▸ **AIM OF THE EXERCISE**: Copy out the data below, all of it, exactly.

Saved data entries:
- - - - - - -

// =============================================================================
// CHAIN — La chaîne complète des transitions, de la base au terminal
// =============================================================================
//
// La CategoryMapChain est le "schéma" du système : un graphe dont
//   - les NŒUDS sont les catégories
//   - les ARÊTES sont les CategoryMaps (from → to)
//
// Une chaîne bien formée est un CHEMIN simple :
//
//   seed ──▶ soil ──▶ fertilizer ──▶ ... ──▶ location
//
// c'est-à-dire : toute catégorie non terminale atteignable depuis la base
// possède exactement UNE transition sortante.
//
// La chaîne est construite une fois puis n'est plus jamais modifiée ; elle
// peut donc être partagée entre threads sans synchronisation.
//
// =============================================================================

use std::collections::HashMap;
use std::fmt;

use super::category::Category;
use super::map::CategoryMap;
use super::validate::{self, ValidationError};

/// Les transitions, dans l'ordre de déclaration, indexées par catégorie source.
#[derive(Debug, Clone, Default)]
pub struct CategoryMapChain {
    maps: Vec<CategoryMap>,
    /// from → position dans `maps` (première déclaration)
    index: HashMap<Category, usize>,
}

impl CategoryMapChain {
    /// Construit la chaîne SANS validation.
    ///
    /// Une entrée qui viole les invariants (règles qui se chevauchent,
    /// transition manquante, cycle...) donne des résultats non spécifiés
    /// à la résolution, jamais de corruption. Si deux transitions partent de
    /// la même catégorie, seule la première est utilisée.
    pub fn new(maps: Vec<CategoryMap>) -> Self {
        let mut index = HashMap::with_capacity(maps.len());
        for (i, map) in maps.iter().enumerate() {
            index.entry(map.from).or_insert(i);
        }
        CategoryMapChain { maps, index }
    }

    /// Construit la chaîne et refuse toute entrée mal formée.
    pub fn validated(maps: Vec<CategoryMap>) -> Result<Self, Vec<ValidationError>> {
        let chain = CategoryMapChain::new(maps);
        validate::validate_chain(&chain)?;
        Ok(chain)
    }

    /// La transition qui part de `category`, s'il y en a une
    pub fn map_from(&self, category: Category) -> Option<&CategoryMap> {
        self.index.get(&category).map(|&i| &self.maps[i])
    }

    /// Toutes les transitions, dans l'ordre déclaré
    pub fn maps(&self) -> &[CategoryMap] {
        &self.maps
    }

    pub fn len(&self) -> usize {
        self.maps.len()
    }

    pub fn is_empty(&self) -> bool {
        self.maps.is_empty()
    }

    /// Nombre total de règles, toutes transitions confondues
    pub fn rule_count(&self) -> usize {
        self.maps.iter().map(|m| m.rules.len()).sum()
    }
}

impl FromIterator<CategoryMap> for CategoryMapChain {
    fn from_iter<I: IntoIterator<Item = CategoryMap>>(iter: I) -> Self {
        CategoryMapChain::new(iter.into_iter().collect())
    }
}

impl fmt::Display for CategoryMapChain {
    fn fmt(&self, f: &mut fmt::Formatter<'_>) -> fmt::Result {
        for (i, map) in self.maps.iter().enumerate() {
            if i > 0 {
                writeln!(f)?;
            }
            write!(f, "{}", map)?;
        }
        Ok(())
    }
}

// =============================================================================
// TESTS
// =============================================================================
#[cfg(test)]
mod tests {
    use super::*;

    #[test]
    fn test_lookup_by_source() {
        let chain = CategoryMapChain::new(vec![
            CategoryMap::new(Category::Soil, Category::Location),
            CategoryMap::new(Category::Seed, Category::Soil),
        ]);
        assert_eq!(chain.map_from(Category::Seed).map(|m| m.to), Some(Category::Soil));
        assert_eq!(chain.map_from(Category::Soil).map(|m| m.to), Some(Category::Location));
        assert!(chain.map_from(Category::Water).is_none());
        assert_eq!(chain.len(), 2);
    }

    #[test]
    fn test_first_duplicate_is_indexed() {
        let chain = CategoryMapChain::new(vec![
            CategoryMap::new(Category::Seed, Category::Soil),
            CategoryMap::new(Category::Seed, Category::Water),
        ]);
        assert_eq!(chain.map_from(Category::Seed).map(|m| m.to), Some(Category::Soil));
    }

    #[test]
    fn test_validated_rejects_incomplete_chain() {
        let errors = CategoryMapChain::validated(vec![CategoryMap::new(Category::Seed, Category::Soil)])
            .unwrap_err();
        assert_eq!(errors, vec![ValidationError::MissingTransition { category: Category::Soil }]);
    }

    #[test]
    fn test_chain_is_shareable_across_threads() {
        fn assert_send_sync<T: Send + Sync>() {}
        assert_send_sync::<CategoryMapChain>();
    }

    #[test]
    fn test_rule_count() {
        let mut a = CategoryMap::new(Category::Seed, Category::Soil);
        a.add_rule(50, 98, 2).add_rule(52, 50, 48);
        let mut b = CategoryMap::new(Category::Soil, Category::Location);
        b.add_rule(0, 15, 37);
        let chain: CategoryMapChain = vec![a, b].into_iter().collect();
        assert_eq!(chain.rule_count(), 3);
    }
}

- - - - - - -

▸ **RESPONSE TO THE EXERCISE**:
// =============================================================================
// CHAIN — La chaîne complète des transitions, de la base au terminal
// =============================================================================
//
// La CategoryMapChain est le "schéma" du système : un graphe dont
//   - les NŒUDS sont les catégories
//   - les ARÊTES sont les CategoryMaps (from → to)
//
// Une chaîne bien formée est un CHEMIN simple :
//
//   seed ──▶ soil ──▶ fertilizer ──▶ ... ──▶ location
//
// c'est-à-dire : toute catégorie non terminale atteignable depuis la base
// possède exactement UNE transition sortante.
//
// La chaîne est construite une fois puis n'est plus jamais modifiée ; elle
// peut donc être partagée entre threads sans synchronisation.
//
// =============================================================================

use std::collections::HashMap;
use std::fmt;

use super::category::Category;
use super::map::CategoryMap;
use super::validate::{self, ValidationError};

/// Les transitions, dans l'ordre de déclaration, indexées par catégorie source.
#[derive(Debug, Clone, Default)]
pub struct CategoryMapChain {
    maps: Vec<CategoryMap>,
    /// from → position dans `maps` (première déclaration)
    index: HashMap<Category, usize>,
}

impl CategoryMapChain {
    /// Construit la chaîne SANS validation.
    ///
    /// Une entrée qui viole les invariants (règles qui se chevauchent,
    /// transition manquante, cycle...) donne des résultats non spécifiés
    /// à la résolution, jamais de corruption. Si deux transitions partent de
    /// la même catégorie, seule la première est utilisée.
    pub fn new(maps: Vec<CategoryMap>) -> Self {
        let mut index = HashMap::with_capacity(maps.len());
        for (i, map) in maps.iter().enumerate() {
            index.entry(map.from).or_insert(i);
        }
        CategoryMapChain { maps, index }
    }

    /// Construit la chaîne et refuse toute entrée mal formée.
    pub fn validated(maps: Vec<CategoryMap>) -> Result<Self, Vec<ValidationError>> {
        let chain = CategoryMapChain::new(maps);
        validate::validate_chain(&chain)?;
        Ok(chain)
    }

    /// La transition qui part de `category`, s'il y en a une
    pub fn map_from(&self, category: Category) -> Option<&CategoryMap> {
        self.index.get(&category).map(|&i| &self.maps[i])
    }

    /// Toutes les transitions, dans l'ordre déclaré
    pub fn maps(&self) -> &[CategoryMap] {
        &self.maps
    }

    pub fn len(&self) -> usize {
        self.maps.len()
    }

    pub fn is_empty(&self) -> bool {
        self.maps.is_empty()
    }

    /// Nombre total de règles, toutes transitions confondues
    pub fn rule_count(&self) -> usize {
        self.maps.iter().map(|m| m.rules.len()).sum()
    }
}

impl FromIterator<CategoryMap> for CategoryMapChain {
    fn from_iter<I: IntoIterator<Item = CategoryMap>>(iter: I) -> Self {
        CategoryMapChain::new(iter.into_iter().collect())
    }
}

impl fmt::Display for CategoryMapChain {
    fn fmt(&self, f: &mut fmt::Formatter<'_>) -> fmt::Result {
        for (i, map) in self.maps.iter().enumerate() {
            if i > 0 {
                writeln!(f)?;
            }
            write!(f, "{}", map)?;
        }
        Ok(())
    }
}

// =============================================================================
// TESTS
// =============================================================================
#[cfg(test)]
mod tests {
    use super::*;

    #[test]
    fn test_lookup_by_source() {
        let chain = CategoryMapChain::new(vec![
            CategoryMap::new(Category::Soil, Category::Location),
            CategoryMap::new(Category::Seed, Category::Soil),
        ]);
        assert_eq!(chain.map_from(Category::Seed).map(|m| m.to), Some(Category::Soil));
        assert_eq!(chain.map_from(Category::Soil).map(|m| m.to), Some(Category::Location));
        assert!(chain.map_from(Category::Water).is_none());
        assert_eq!(chain.len(), 2);
    }

    #[test]
    fn test_first_duplicate_is_indexed() {
        let chain = CategoryMapChain::new(vec![
            CategoryMap::new(Category::Seed, Category::Soil),
            CategoryMap::new(Category::Seed, Category::Water),
        ]);
        assert_eq!(chain.map_from(Category::Seed).map(|m| m.to), Some(Category::Soil));
    }

    #[test]
    fn test_validated_rejects_incomplete_chain() {
        let errors = CategoryMapChain::validated(vec![CategoryMap::new(Category::Seed, Category::Soil)])
            .unwrap_err();
        assert_eq!(errors, vec![ValidationError::MissingTransition { category: Category::Soil }]);
    }

    #[test]
    fn test_chain_is_shareable_across_threads() {
        fn assert_send_sync<T: Send + Sync>() {}
        assert_send_sync::<CategoryMapChain>();
    }

    #[test]
    fn test_rule_count() {
        let mut a = CategoryMap::new(Category::Seed, Category::Soil);
        a.add_rule(50, 98, 2).add_rule(52, 50, 48);
        let mut b = CategoryMap::new(Category::Soil, Category::Location);
        b.add_rule(0, 15, 37);
        let chain: CategoryMapChain = vec![a, b].into_iter().collect();
        assert_eq!(chain.rule_count(), 3);
    }
}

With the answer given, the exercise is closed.